Un viticulteur de ses amis, Enrico Trapletti (à droite sur la photo ci-dessous), réputé pour ses propres merlots (et le nebbiolo qu’il a replanté au Tessin !), lui a confié une parcelle, à Coldrerio, dans le Mendrisiotto, là où on a trouvé des traces humaines remontant au néolithique. C’est de ces mille kilos de merlot, cultivé en bio officiel suisse, en reconversion dès 2019, puis labellisé dès 2022, qu’il tire son «grand vin». Si Paolo Basso collabore avec Alfred De Martin, l’œnologue de Gialdi, pour ses autres vins, il a tenu, pour Samhàin, à s’impliquer de A à Z. Récoltés, en 2019, à belle maturité, soit à 103 degrés Oechslé, les raisins ont été placé au frigo, avant d’être vinifiés en cuve inox. La fermentation malolactique s’est terminée en barrique. Le sommelier émérite a choisi avec soin le contenant : des fûts de 300 litres, d’un tonnelier, Saury, connu pour ne pas «marquer» les jus. Le vin est resté 24 mois dans quatre fûts, au contenu assemblé, puis laissé en cuve, avant mise en bouteille, cet été.

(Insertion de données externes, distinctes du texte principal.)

//! Paints tile presentations onto a [`Renderer2d`].

use std::collections::HashMap;

use engine::graphics::{Color, Renderer2d, fit_text, line_advance_y, text_width};
use engine::surface::SurfaceSize;
use engine::ui::{Anchor, Insets, Rect, Size};

use crate::layout::{
    PADDING, close_button_rect, header_rect, modal_rect, next_button_rect, reset_button_rect,
    tile_rect, track_viewport,
};
use crate::renderer::{ContentRef, DetailPresentation, StatusLabel, TilePresentation};
use crate::store::ImageStore;
use crate::tile::RarityTag;

const COLOR_BG: Color = [12, 12, 18, 255];
const COLOR_HEADER_BG: Color = [20, 20, 28, 255];
const COLOR_PANEL_BG: Color = [16, 16, 22, 255];
const COLOR_PANEL_BORDER: Color = [40, 40, 55, 255];
const COLOR_TEXT: Color = [235, 235, 245, 255];
const COLOR_TEXT_DIM: Color = [140, 140, 160, 255];
const COLOR_LOCKED_FILL: Color = [26, 26, 34, 255];
const COLOR_DIM: Color = [0, 0, 0, 255];
const DIM_ALPHA: u8 = 170;

const TILE_CONTENT: u32 = 128;
const MODAL_CONTENT: u32 = 192;
const ICON_SCALE: u32 = 8;
const BAND_H: u32 = 24;

pub fn rarity_color(tag: RarityTag) -> Color {
    match tag {
        RarityTag::Common => [150, 150, 160, 255],
        RarityTag::Uncommon => [80, 190, 100, 255],
        RarityTag::Rare => [70, 130, 230, 255],
        RarityTag::Epic => [170, 90, 220, 255],
        RarityTag::Legendary => [240, 160, 40, 255],
        RarityTag::Mythic => [235, 70, 110, 255],
    }
}

pub fn status_color(status: StatusLabel) -> Color {
    match status {
        StatusLabel::Locked => COLOR_TEXT_DIM,
        StatusLabel::Revealed => [120, 220, 140, 255],
        StatusLabel::Uploaded => [110, 190, 250, 255],
        StatusLabel::InvalidTime => [230, 80, 80, 255],
    }
}

fn dim_color(mut c: Color, factor: f32) -> Color {
    let f = factor.clamp(0.0, 1.0);
    for v in c.iter_mut().take(3) {
        *v = (f32::from(*v) * f) as u8;
    }
    c
}

/// Decoded RGBA thumbnail.
#[derive(Debug, Clone, PartialEq, Eq)]
pub struct Thumbnail {
    pub width: u32,
    pub height: u32,
    pub rgba: Vec<u8>,
}

/// Decoded stored images, keyed by tile and box size. Invalidated whenever the store changes.
#[derive(Debug, Default)]
pub struct ThumbnailCache {
    generation: Option<u64>,
    entries: HashMap<(String, u32), Option<Thumbnail>>,
}

impl ThumbnailCache {
    pub fn new() -> Self {
        Self::default()
    }

    pub fn get(&mut self, store: &ImageStore, tile_id: &str, max_side: u32) -> Option<&Thumbnail> {
        if self.generation != Some(store.generation()) {
            self.entries.clear();
            self.generation = Some(store.generation());
        }
        self.entries
            .entry((tile_id.to_string(), max_side))
            .or_insert_with(|| decode_thumbnail(store.get(tile_id)?, tile_id, max_side))
            .as_ref()
    }

    pub fn len(&self) -> usize {
        self.entries.len()
    }

    pub fn is_empty(&self) -> bool {
        self.entries.is_empty()
    }
}

fn decode_thumbnail(bytes: &[u8], tile_id: &str, max_side: u32) -> Option<Thumbnail> {
    let decoded = match image::load_from_memory(bytes) {
        Ok(decoded) => decoded,
        Err(err) => {
            tracing::warn!(tile = tile_id, %err, "stored image could not be decoded");
            return None;
        }
    };
    let rgba = decoded.thumbnail(max_side, max_side).to_rgba8();
    Some(Thumbnail {
        width: rgba.width(),
        height: rgba.height(),
        rgba: rgba.into_raw(),
    })
}

/// Everything needed to paint one frame.
#[derive(Debug, Clone, Copy)]
pub struct Scene<'a> {
    pub title: &'a str,
    pub tiles: &'a [TilePresentation],
    pub detail: Option<&'a DetailPresentation>,
    pub scroll: u32,
    pub show_reset: bool,
    /// Transient one-line message shown in the header, e.g. the last upload result.
    pub notice: Option<&'a str>,
}

pub fn draw_scene(
    gfx: &mut dyn Renderer2d,
    scene: &Scene<'_>,
    store: &ImageStore,
    thumbs: &mut ThumbnailCache,
) {
    let size = gfx.size();
    if size.is_empty() {
        return;
    }
    gfx.clear(COLOR_BG);

    let viewport = track_viewport(size);
    for (index, tile) in scene.tiles.iter().enumerate() {
        let content = tile_rect(index);
        if content.right() <= scene.scroll {
            continue;
        }
        if content.x >= scene.scroll {
            let rect = Rect::new(content.x - scene.scroll, content.y, content.w, content.h);
            if rect.x >= viewport.right() {
                break;
            }
            draw_tile(gfx, rect, tile, store, thumbs);
        } else if let Some(clipped) = content.scrolled_into(scene.scroll, viewport) {
            // Partially scrolled off the left edge: frame only.
            gfx.fill_rect(clipped, tile_fill(tile));
            gfx.rect_outline(clipped, rarity_color(tile.rarity_tag));
        }
    }

    draw_header(gfx, size, scene);

    if let Some(detail) = scene.detail {
        draw_detail(gfx, size, detail, store, thumbs);
    }
}

fn tile_fill(tile: &TilePresentation) -> Color {
    if tile.is_locked {
        COLOR_LOCKED_FILL
    } else {
        COLOR_PANEL_BG
    }
}

fn draw_header(gfx: &mut dyn Renderer2d, size: SurfaceSize, scene: &Scene<'_>) {
    let header = header_rect(size);
    gfx.fill_rect(header, COLOR_HEADER_BG);
    gfx.fill_rect(
        Rect::new(0, header.bottom().saturating_sub(1), header.w, 1),
        COLOR_PANEL_BORDER,
    );

    let text_y = header.y + header.h.saturating_sub(line_advance_y(3)) / 2;
    gfx.draw_text_scaled(PADDING, text_y, scene.title, COLOR_TEXT, 3);

    if let Some(notice) = scene.notice {
        let x = PADDING + text_width(scene.title, 3) + 24;
        let limit = reset_button_rect(size).x.saturating_sub(x + 12);
        let y = header.y + header.h.saturating_sub(line_advance_y(2)) / 2;
        gfx.draw_text(x, y, &fit_text(notice, limit, 2), COLOR_TEXT_DIM);
    }

    draw_button(gfx, next_button_rect(size), "NEXT");
    if scene.show_reset {
        draw_button(gfx, reset_button_rect(size), "RESET");
    }
}

fn draw_button(gfx: &mut dyn Renderer2d, rect: Rect, label: &str) {
    if rect.is_empty() {
        return;
    }
    gfx.fill_rect(rect, COLOR_PANEL_BG);
    gfx.rect_outline(rect, COLOR_PANEL_BORDER);
    let text = rect.place(Size::new(text_width(label, 2), line_advance_y(2)), Anchor::Center);
    gfx.draw_text(text.x, text.y + 1, label, COLOR_TEXT);
}

fn draw_tile(
    gfx: &mut dyn Renderer2d,
    rect: Rect,
    tile: &TilePresentation,
    store: &ImageStore,
    thumbs: &mut ThumbnailCache,
) {
    let accent = rarity_color(tile.rarity_tag);
    gfx.fill_rect(rect, tile_fill(tile));
    gfx.rect_outline(rect, accent);
    gfx.rect_outline(rect.inset(Insets::all(1)), accent);

    let band = Rect::new(rect.x, rect.y, rect.w, BAND_H);
    let band_color = if tile.is_locked { dim_color(accent, 0.45) } else { accent };
    gfx.fill_rect(band, band_color);
    let inner = rect.inset(Insets::symmetric(12, 0));
    gfx.draw_text(
        inner.x,
        band.y + 6,
        &fit_text(&tile.rarity_label, inner.w, 2),
        COLOR_BG,
    );

    let mut y = band.bottom() + 10;
    gfx.draw_text(inner.x, y, &fit_text(&tile.title, inner.w, 2), COLOR_TEXT);
    y += line_advance_y(2) + 8;

    let slot = Rect::new(rect.x, y, rect.w, TILE_CONTENT).place(
        Size::new(TILE_CONTENT, TILE_CONTENT),
        Anchor::Center,
    );
    draw_content(gfx, slot, tile, store, thumbs);
    y = slot.bottom() + 10;

    gfx.draw_text(inner.x, y, tile.status_label.as_str(), status_color(tile.status_label));
    y += line_advance_y(2) + 4;

    gfx.draw_text_scaled(
        inner.x,
        y,
        &fit_text(&tile.formatted_reveal_instant, inner.w, 1),
        COLOR_TEXT_DIM,
        1,
    );
    y += line_advance_y(1) + 6;

    if let Some(countdown) = &tile.countdown_text {
        gfx.draw_text(inner.x, y, &fit_text(countdown, inner.w, 2), COLOR_TEXT);
    }
}

fn draw_content(
    gfx: &mut dyn Renderer2d,
    slot: Rect,
    tile: &TilePresentation,
    store: &ImageStore,
    thumbs: &mut ThumbnailCache,
) {
    gfx.rect_outline(slot, COLOR_PANEL_BORDER);
    match &tile.content {
        ContentRef::Hidden => {
            let label = if tile.status_label == StatusLabel::InvalidTime { "?" } else { "LOCKED" };
            draw_centered_text(gfx, slot, label, COLOR_TEXT_DIM, 2);
        }
        ContentRef::Icon { glyph } => {
            draw_centered_text(gfx, slot, glyph, rarity_color(tile.rarity_tag), ICON_SCALE);
        }
        ContentRef::Url { url } => {
            let inner = slot.inset(Insets::all(6));
            draw_centered_text(gfx, slot, "URL", COLOR_TEXT_DIM, 3);
            gfx.draw_text_scaled(
                inner.x,
                inner.bottom().saturating_sub(line_advance_y(1)),
                &fit_text(url, inner.w, 1),
                COLOR_TEXT_DIM,
                1,
            );
        }
        ContentRef::StoredImage { tile_id } => {
            let inner = slot.inset(Insets::all(2));
            match thumbs.get(store, tile_id, inner.w.min(inner.h)) {
                Some(thumb) => {
                    let at = inner.place(Size::new(thumb.width, thumb.height), Anchor::Center);
                    gfx.blit_rgba(at.x, at.y, thumb.width, thumb.height, &thumb.rgba);
                }
                None => draw_centered_text(gfx, slot, "?", COLOR_TEXT_DIM, ICON_SCALE),
            }
        }
    }
}

fn draw_centered_text(gfx: &mut dyn Renderer2d, area: Rect, text: &str, color: Color, scale: u32) {
    let text = fit_text(text, area.w, scale);
    let at = area.place(
        Size::new(text_width(&text, scale), line_advance_y(scale)),
        Anchor::Center,
    );
    gfx.draw_text_scaled(at.x, at.y, &text, color, scale);
}

fn draw_detail(
    gfx: &mut dyn Renderer2d,
    size: SurfaceSize,
    detail: &DetailPresentation,
    store: &ImageStore,
    thumbs: &mut ThumbnailCache,
) {
    let tile = &detail.tile;
    gfx.blend_rect(Rect::from_size(size.width, size.height), COLOR_DIM, DIM_ALPHA);

    let modal = modal_rect(size);
    if modal.is_empty() {
        return;
    }
    let accent = rarity_color(tile.rarity_tag);
    gfx.fill_rect(modal, COLOR_PANEL_BG);
    gfx.rect_outline(modal, accent);
    gfx.rect_outline(modal.inset(Insets::all(1)), accent);

    let inner = modal.inset(Insets::all(20));
    let mut y = inner.y;
    gfx.draw_text_scaled(inner.x, y, &fit_text(&tile.title, inner.w, 3), COLOR_TEXT, 3);
    y += line_advance_y(3) + 6;
    gfx.draw_text(inner.x, y, &fit_text(&tile.rarity_label, inner.w, 2), accent);
    y += line_advance_y(2) + 12;

    let slot = Rect::new(inner.x, y, MODAL_CONTENT, MODAL_CONTENT);
    draw_content(gfx, slot, tile, store, thumbs);

    let side = Rect::new(
        slot.right() + 20,
        y,
        inner.right().saturating_sub(slot.right() + 20),
        MODAL_CONTENT,
    );
    let mut sy = side.y;
    gfx.draw_text(side.x, sy, tile.status_label.as_str(), status_color(tile.status_label));
    sy += line_advance_y(2) + 10;
    gfx.draw_text(side.x, sy, "REVEALS", COLOR_TEXT_DIM);
    sy += line_advance_y(2) + 2;
    gfx.draw_text(
        side.x,
        sy,
        &fit_text(&tile.formatted_reveal_instant, side.w, 2),
        COLOR_TEXT,
    );
    sy += line_advance_y(2) + 10;
    if let Some(countdown) = &tile.countdown_text {
        gfx.draw_text(side.x, sy, "IN", COLOR_TEXT_DIM);
        sy += line_advance_y(2) + 2;
        gfx.draw_text(side.x, sy, &fit_text(countdown, side.w, 2), COLOR_TEXT);
    }

    let close = close_button_rect(modal);
    if detail.can_upload {
        gfx.draw_text_scaled(
            inner.x,
            close.y + close.h.saturating_sub(line_advance_y(1)) / 2,
            &fit_text("DROP AN IMAGE FILE HERE TO UPLOAD", close.x.saturating_sub(inner.x + 8), 1),
            COLOR_TEXT_DIM,
            1,
        );
    }
    draw_button(gfx, close, "CLOSE");
}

Les millésimes suivants sont déjà en cave, pour assurer la continuité à ce cru, appelé à représenter «le style Paolo Basso». A quoi ressemble-t-il ? Si on a dégusté le vin au grotto Da Enzo (à la spectaculaire carte des vins !), à l’entrée des Centovalli, près de Locarno, laissons à son géniteur de le décrire : «Au nez, il est fin, délicat, élégant. Je lui trouve même un peu de cuir… En bouche, il a de l’énergie. Davantage que sa structure, c’est sa longue persistance qui marque. C’est un bourgogne tessinois !» On acquiesce sans sourciller ! Tandis que souvent les merlots tessinois aiment à se comparer aux pomerols, et à Petrus en particulier*, Paolo Basso vise la finesse et la distinction. Et le Mendriotto lui permet de l’exprimer par un rouge de garde moyenne et d’agréable structure, tout en élégance aromatique. On en attendait pas moins d’un meilleur sommelier du monde !

Pierre Thomas

*Dernière anecdote en date : ce printemps, à Genève, Jonas Huber, qui a repris le domaine familial au Tessin, est allé présenter son Montagna Magica, qui figure au trésor de la Mémoire des vins suisses (comme Trapletti et De Martin, œnologue de Gialdi, cités plus haut), dans un club de dégustateurs dans un établissement à Genève. A la fin de la dégustation, on lui amène une bouteille chemisée, en lui indiquant qu’il s’agit d’un merlot du même millésime que la bouteille dégustée, le 2011. Le vin mystère fut servi aux dégustateurs, priés de choisir le vin qu’ils trouvaient le meilleur ce soir-là. Eh bien, Montagna Magica fut préféré à Petrus ! Pierre-Emmanuel Fehr, membre de l’équipe championne suisse de dégustation à l’aveugle, était là et a conté cet épisode dans le magazine Bilan (d’où est tirée la photo ci-dessous)…

Sur le net :

paolobasso.store

Les deux flacons de 2011: Montagna Magica change d’étiquette, avec une épreuve d’artiste, chaque millésime (comme Mouton!).